Jimmy mengalihkan pandangannya ke arah William yang kini tengah menyuap makanan ke dalam mulutnya. “Kalau begitu Pak, saya akan kembali 20 menit lagi.”

William hanya mengangguk dari dalam ruangan dan tersenyum ramah pada Jimmy, lalu pria itu berlalu pergi. Sesaat setelah Jimmy pergi notifikasi pesan masuk dari Jimmy muncul di ponsel Olivia. 

‘Ada yang ingin aku bicarakan denganmu,’ pinta Jimmy dalam isi pesannya.

Ketakutan sontak terpancar dari kedua manik bening Olivia mengingat sepertinya Olivia tahu apa yang ingin dibicarakan oleh pria itu. 

“Will, dari mana kamu mendapatkan informasi tentang kalungku? Kamu kan masih di rumah sakit dan baru saja siuman hari itu.”

“Aku meminta Jimmy untuk mencarinya tidak aku sangka dia bisa menemukannya dengan cepat,” balas William sambil menikmati makan siangnya. “Memangnya ada apa?”

Napas Olivia sontak tersenggal, tetapi dengan keras ia berusaha menyembunyikannya dari William dan hanya mengulas senyum tipis lalu memeluk tubuh William dengan manja.

 

Tentu saja tidak boleh ada satu pun orang yang mengetahui fakta sebenarnya tentang kalung itu terutama William dan Jimmy. Dan hal itu lah yang Olivia khawatirkan. 

Untuk sesaat Olivia menyesali keputusannya menggunakan kalung itu. Tetapi semua sudah terjadi dan Olivia tidak bisa memutar kembali waktu untuk mencegah dirinya menggunakan kalung itu.

‘Bagaimana kalau Jimmy curiga dan mencari tahu lebih jauh tentang kalung ini?’ batin Olivia resah. 

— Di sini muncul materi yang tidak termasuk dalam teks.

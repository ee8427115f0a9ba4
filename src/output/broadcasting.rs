//! The broadcasting output (§4.3): fan-out to N downstream sinks.
//!
//! Flink's non-copying broadcast hands every recipient the very same object reference; Rust's
//! exclusive ownership of `ErasedValue` makes that literal sharing impossible, so both variants
//! here produce a copy for every recipient but the last — the plain variant via a cheap
//! `Clone`-backed [`crate::record::ErasedSerializer`] the builder installs, the copying variant
//! via the edge's configured serializer. See `DESIGN.md` for why this collapses two Java-level
//! behaviors into one Rust-level mechanism while preserving the observable invariant (Testable
//! Property #2: exactly N-1 copies, the Nth recipient gets the original).

use nanorand::{Rng, WyRand};

use crate::error::ChainResult;
use crate::metrics::WatermarkGauge;
use crate::output_tag::ErasedOutputTag;
use crate::record::{ErasedRecord, ErasedSerializer, Timestamp};
use crate::watermark::{LatencyMarker, Watermark};

use super::{status_allows_watermark, OutputSink, StatusHandle};

fn fan_out<F>(sinks: &mut [Box<dyn OutputSink>], record: ErasedRecord, copy: &dyn ErasedSerializer, emit: F) -> ChainResult<()>
where
    F: Fn(&mut dyn OutputSink, ErasedRecord) -> ChainResult<()>,
{
    let Some((last, rest)) = sinks.split_last_mut() else {
        return Ok(());
    };
    for sink in rest {
        let copy = record.deep_copy_erased(copy);
        emit(sink.as_mut(), copy)?;
    }
    emit(last.as_mut(), record)
}

/// Fans a record out to every configured sink. Used when a producer has no output selectors and
/// either zero or at least two successors (the single-successor case bypasses this wrapper
/// entirely in the chain builder, §4.6).
pub struct BroadcastingOutput {
    sinks: Vec<Box<dyn OutputSink>>,
    status: StatusHandle,
    gauge: WatermarkGauge,
    copier: Box<dyn ErasedSerializer>,
    rng: WyRand,
}

impl BroadcastingOutput {
    pub fn new(sinks: Vec<Box<dyn OutputSink>>, status: StatusHandle, copier: Box<dyn ErasedSerializer>) -> Self {
        Self {
            sinks,
            status,
            gauge: WatermarkGauge::new(),
            copier,
            rng: WyRand::new(),
        }
    }

    fn pick_latency_sink(&mut self) -> Option<&mut Box<dyn OutputSink>> {
        match self.sinks.len() {
            0 => None,
            1 => self.sinks.first_mut(),
            n => {
                let index = self.rng.generate_range(0..n as u64) as usize;
                self.sinks.get_mut(index)
            }
        }
    }
}

impl OutputSink for BroadcastingOutput {
    fn collect(&mut self, record: ErasedRecord) -> ChainResult<()> {
        fan_out(&mut self.sinks, record, self.copier.as_ref(), |sink, record| {
            sink.collect(record)
        })
    }

    fn collect_tagged(&mut self, tag: &ErasedOutputTag, record: ErasedRecord) -> ChainResult<()> {
        fan_out(&mut self.sinks, record, self.copier.as_ref(), |sink, record| {
            sink.collect_tagged(tag, record)
        })
    }

    fn emit_watermark(&mut self, watermark: Watermark) -> ChainResult<()> {
        self.gauge.set(watermark.timestamp());
        if status_allows_watermark(&self.status) {
            for sink in &mut self.sinks {
                sink.emit_watermark(watermark)?;
            }
        }
        Ok(())
    }

    fn emit_latency_marker(&mut self, marker: LatencyMarker) -> ChainResult<()> {
        if let Some(sink) = self.pick_latency_sink() {
            sink.emit_latency_marker(marker)
        } else {
            Ok(())
        }
    }

    fn close(&mut self) -> ChainResult<()> {
        for sink in &mut self.sinks {
            sink.close()?;
        }
        Ok(())
    }

    fn watermark_gauge(&self) -> Timestamp {
        self.gauge.get()
    }
}

/// Same fan-out contract as [`BroadcastingOutput`], built by the chain builder when object reuse
/// is disabled so that `copier` is the edge's configured defensive serializer rather than the
/// default clone-based one.
pub struct CopyingBroadcastingOutput {
    inner: BroadcastingOutput,
}

impl CopyingBroadcastingOutput {
    pub fn new(sinks: Vec<Box<dyn OutputSink>>, status: StatusHandle, copier: Box<dyn ErasedSerializer>) -> Self {
        Self {
            inner: BroadcastingOutput::new(sinks, status, copier),
        }
    }
}

impl OutputSink for CopyingBroadcastingOutput {
    fn collect(&mut self, record: ErasedRecord) -> ChainResult<()> {
        self.inner.collect(record)
    }

    fn collect_tagged(&mut self, tag: &ErasedOutputTag, record: ErasedRecord) -> ChainResult<()> {
        self.inner.collect_tagged(tag, record)
    }

    fn emit_watermark(&mut self, watermark: Watermark) -> ChainResult<()> {
        self.inner.emit_watermark(watermark)
    }

    fn emit_latency_marker(&mut self, marker: LatencyMarker) -> ChainResult<()> {
        self.inner.emit_latency_marker(marker)
    }

    fn close(&mut self) -> ChainResult<()> {
        self.inner.close()
    }

    fn watermark_gauge(&self) -> Timestamp {
        self.inner.watermark_gauge()
    }
}

#[cfg(test)]
mod tests {
    use std::cell::Cell;
    use std::rc::Rc;

    use super::*;
    use crate::record::{CloneSerializer, StreamRecord, TypeSerializerAdapter};
    use crate::watermark::StreamStatus;

    struct CountingSink {
        count: Rc<Cell<usize>>,
    }

    impl OutputSink for CountingSink {
        fn collect(&mut self, _record: ErasedRecord) -> ChainResult<()> {
            self.count.set(self.count.get() + 1);
            Ok(())
        }
        fn collect_tagged(&mut self, _tag: &ErasedOutputTag, _record: ErasedRecord) -> ChainResult<()> {
            Ok(())
        }
        fn emit_watermark(&mut self, _watermark: Watermark) -> ChainResult<()> {
            Ok(())
        }
        fn emit_latency_marker(&mut self, _marker: LatencyMarker) -> ChainResult<()> {
            self.count.set(self.count.get() + 1);
            Ok(())
        }
        fn close(&mut self) -> ChainResult<()> {
            Ok(())
        }
        fn watermark_gauge(&self) -> Timestamp {
            crate::record::NO_WATERMARK
        }
    }

    fn active_status() -> StatusHandle {
        Rc::new(Cell::new(StreamStatus::Active))
    }

    #[test]
    fn zero_sinks_collect_is_a_no_op() {
        let copier = Box::new(TypeSerializerAdapter::new(CloneSerializer));
        let mut output = BroadcastingOutput::new(Vec::new(), active_status(), copier);
        output.collect(StreamRecord::new(1i32).erase()).unwrap();
    }

    #[test]
    fn every_sink_receives_the_record() {
        let counts: Vec<_> = (0..3).map(|_| Rc::new(Cell::new(0usize))).collect();
        let sinks: Vec<Box<dyn OutputSink>> = counts
            .iter()
            .cloned()
            .map(|count| Box::new(CountingSink { count }) as Box<dyn OutputSink>)
            .collect();
        let copier = Box::new(TypeSerializerAdapter::new(CloneSerializer));
        let mut output = BroadcastingOutput::new(sinks, active_status(), copier);
        output.collect(StreamRecord::new(1i32).erase()).unwrap();
        for count in &counts {
            assert_eq!(count.get(), 1);
        }
    }

    struct CountingCopySerializer {
        copies: Rc<Cell<usize>>,
    }

    impl ErasedSerializer for CountingCopySerializer {
        fn copy(&self, value: &crate::record::ErasedValue) -> crate::record::ErasedValue {
            self.copies.set(self.copies.get() + 1);
            let v = value.downcast_ref::<i32>().expect("test value is i32");
            Box::new(*v)
        }
    }

    #[test]
    fn three_sinks_produce_exactly_two_copies_and_the_last_gets_the_original() {
        let copies = Rc::new(Cell::new(0usize));
        let sinks: Vec<Box<dyn OutputSink>> = (0..3)
            .map(|_| Box::new(CountingSink { count: Rc::new(Cell::new(0)) }) as Box<dyn OutputSink>)
            .collect();
        let copier = Box::new(CountingCopySerializer { copies: copies.clone() });
        let mut output = BroadcastingOutput::new(sinks, active_status(), copier);
        output.collect(StreamRecord::new(1i32).erase()).unwrap();
        assert_eq!(copies.get(), 2);
    }

    #[test]
    fn latency_marker_with_zero_sinks_drops() {
        let copier = Box::new(TypeSerializerAdapter::new(CloneSerializer));
        let mut output = BroadcastingOutput::new(Vec::new(), active_status(), copier);
        output
            .emit_latency_marker(LatencyMarker::new(0, "src", 0))
            .unwrap();
    }

    #[test]
    fn latency_marker_with_one_sink_forwards_to_it() {
        let count = Rc::new(Cell::new(0usize));
        let sinks: Vec<Box<dyn OutputSink>> = vec![Box::new(CountingSink { count: count.clone() })];
        let copier = Box::new(TypeSerializerAdapter::new(CloneSerializer));
        let mut output = BroadcastingOutput::new(sinks, active_status(), copier);
        output
            .emit_latency_marker(LatencyMarker::new(0, "src", 0))
            .unwrap();
        assert_eq!(count.get(), 1);
    }

    #[test]
    fn idle_status_suppresses_watermark_but_updates_gauge() {
        let status = Rc::new(Cell::new(StreamStatus::Idle));
        let count = Rc::new(Cell::new(0usize));
        let sinks: Vec<Box<dyn OutputSink>> = vec![Box::new(CountingSink { count })];
        let copier = Box::new(TypeSerializerAdapter::new(CloneSerializer));
        let mut output = BroadcastingOutput::new(sinks, status, copier);
        output.emit_watermark(Watermark::new(55)).unwrap();
        assert_eq!(output.watermark_gauge(), 55);
    }
}
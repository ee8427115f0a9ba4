//! The chaining output (§4.2): invokes the next operator in-process.

use crate::error::ChainResult;
use crate::metrics::WatermarkGauge;
use crate::operator::OperatorHandle;
use crate::output_tag::ErasedOutputTag;
use crate::record::{ErasedRecord, ErasedSerializer, Timestamp};
use crate::watermark::{LatencyMarker, Watermark};

use super::{status_allows_watermark, OutputSink, StatusHandle};

/// Binds to one downstream operator and, optionally, the side-output tag it carries records for.
/// A producer with both a main-stream successor and one or more side-output successors holds one
/// `ChainingOutput` per successor; `output_tag` is what tells each one which emits are theirs.
pub struct ChainingOutput {
    downstream: OperatorHandle,
    output_tag: Option<ErasedOutputTag>,
    status: StatusHandle,
    gauge: WatermarkGauge,
}

impl ChainingOutput {
    pub fn new(downstream: OperatorHandle, output_tag: Option<ErasedOutputTag>, status: StatusHandle) -> Self {
        Self {
            downstream,
            output_tag,
            status,
            gauge: WatermarkGauge::new(),
        }
    }

    fn forward(&mut self, record: ErasedRecord) -> ChainResult<()> {
        {
            let op = self.downstream.borrow();
            op.metric_group().num_records_in.inc();
        }
        let mut op = self.downstream.borrow_mut();
        op.set_key_context_element(&record);
        op.process_element(record)
            .map_err(|source| crate::error::ChainError::chained_operator(op.display_name(), source))
    }

    fn forward_watermark(&mut self, watermark: Watermark) -> ChainResult<()> {
        self.gauge.set(watermark.timestamp());
        {
            let op = self.downstream.borrow();
            op.metric_group().current_input_watermark.set(watermark.timestamp());
        }
        if status_allows_watermark(&self.status) {
            let mut op = self.downstream.borrow_mut();
            op.process_watermark(watermark)
                .map_err(|source| crate::error::ChainError::chained_operator(op.display_name(), source))?;
        }
        Ok(())
    }
}

impl OutputSink for ChainingOutput {
    fn collect(&mut self, record: ErasedRecord) -> ChainResult<()> {
        if self.output_tag.is_some() {
            // This sink only forwards its bound side output; `collect` without a tag means main.
            return Ok(());
        }
        self.forward(record)
    }

    fn collect_tagged(&mut self, tag: &ErasedOutputTag, record: ErasedRecord) -> ChainResult<()> {
        match &self.output_tag {
            Some(bound) if bound.same_id(tag) && bound.same_type(tag) => self.forward(record),
            Some(bound) if bound.same_id(tag) => {
                Err(crate::error::ChainError::side_output_type_mismatch(tag.id()))
            }
            _ => Ok(()),
        }
    }

    fn emit_watermark(&mut self, watermark: Watermark) -> ChainResult<()> {
        self.forward_watermark(watermark)
    }

    fn emit_latency_marker(&mut self, marker: LatencyMarker) -> ChainResult<()> {
        let mut op = self.downstream.borrow_mut();
        op.process_latency_marker(marker)
            .map_err(|source| crate::error::ChainError::chained_operator(op.display_name(), source))
    }

    fn close(&mut self) -> ChainResult<()> {
        let mut op = self.downstream.borrow_mut();
        op.close()
            .map_err(|source| crate::error::ChainError::chained_operator(op.display_name(), source))
    }

    fn watermark_gauge(&self) -> Timestamp {
        self.gauge.get()
    }
}

/// Identical contract to [`ChainingOutput`], but hands the downstream operator a deep copy
/// produced through `serializer` instead of the original value. Selected by the chain builder
/// when object reuse is disabled.
pub struct CopyingChainingOutput {
    inner: ChainingOutput,
    serializer: Box<dyn ErasedSerializer>,
}

impl CopyingChainingOutput {
    pub fn new(
        downstream: OperatorHandle,
        output_tag: Option<ErasedOutputTag>,
        status: StatusHandle,
        serializer: Box<dyn ErasedSerializer>,
    ) -> Self {
        Self {
            inner: ChainingOutput::new(downstream, output_tag, status),
            serializer,
        }
    }
}

impl OutputSink for CopyingChainingOutput {
    fn collect(&mut self, record: ErasedRecord) -> ChainResult<()> {
        if self.inner.output_tag.is_some() {
            return Ok(());
        }
        let copy = record.deep_copy_erased(self.serializer.as_ref());
        self.inner.forward(copy)
    }

    fn collect_tagged(&mut self, tag: &ErasedOutputTag, record: ErasedRecord) -> ChainResult<()> {
        match &self.inner.output_tag {
            Some(bound) if bound.same_id(tag) && bound.same_type(tag) => {
                let copy = record.deep_copy_erased(self.serializer.as_ref());
                self.inner.forward(copy)
            }
            Some(bound) if bound.same_id(tag) => {
                Err(crate::error::ChainError::side_output_type_mismatch(tag.id()))
            }
            _ => Ok(()),
        }
    }

    fn emit_watermark(&mut self, watermark: Watermark) -> ChainResult<()> {
        self.inner.forward_watermark(watermark)
    }

    fn emit_latency_marker(&mut self, marker: LatencyMarker) -> ChainResult<()> {
        self.inner.emit_latency_marker(marker)
    }

    fn close(&mut self) -> ChainResult<()> {
        self.inner.close()
    }

    fn watermark_gauge(&self) -> Timestamp {
        self.inner.watermark_gauge()
    }
}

Namun sebuah ide lainnya tiba-tiba terbersit dan sepertinya Olivia tahu bagaimana cara memanfaatkan situasi ini agar menjadi kesempatan yang bagus untuknya.

Olivia pun kembali merogoh ponselnya dan berdiri menjauhi William agar ia bisa mengirimkan pesannya dengan aman.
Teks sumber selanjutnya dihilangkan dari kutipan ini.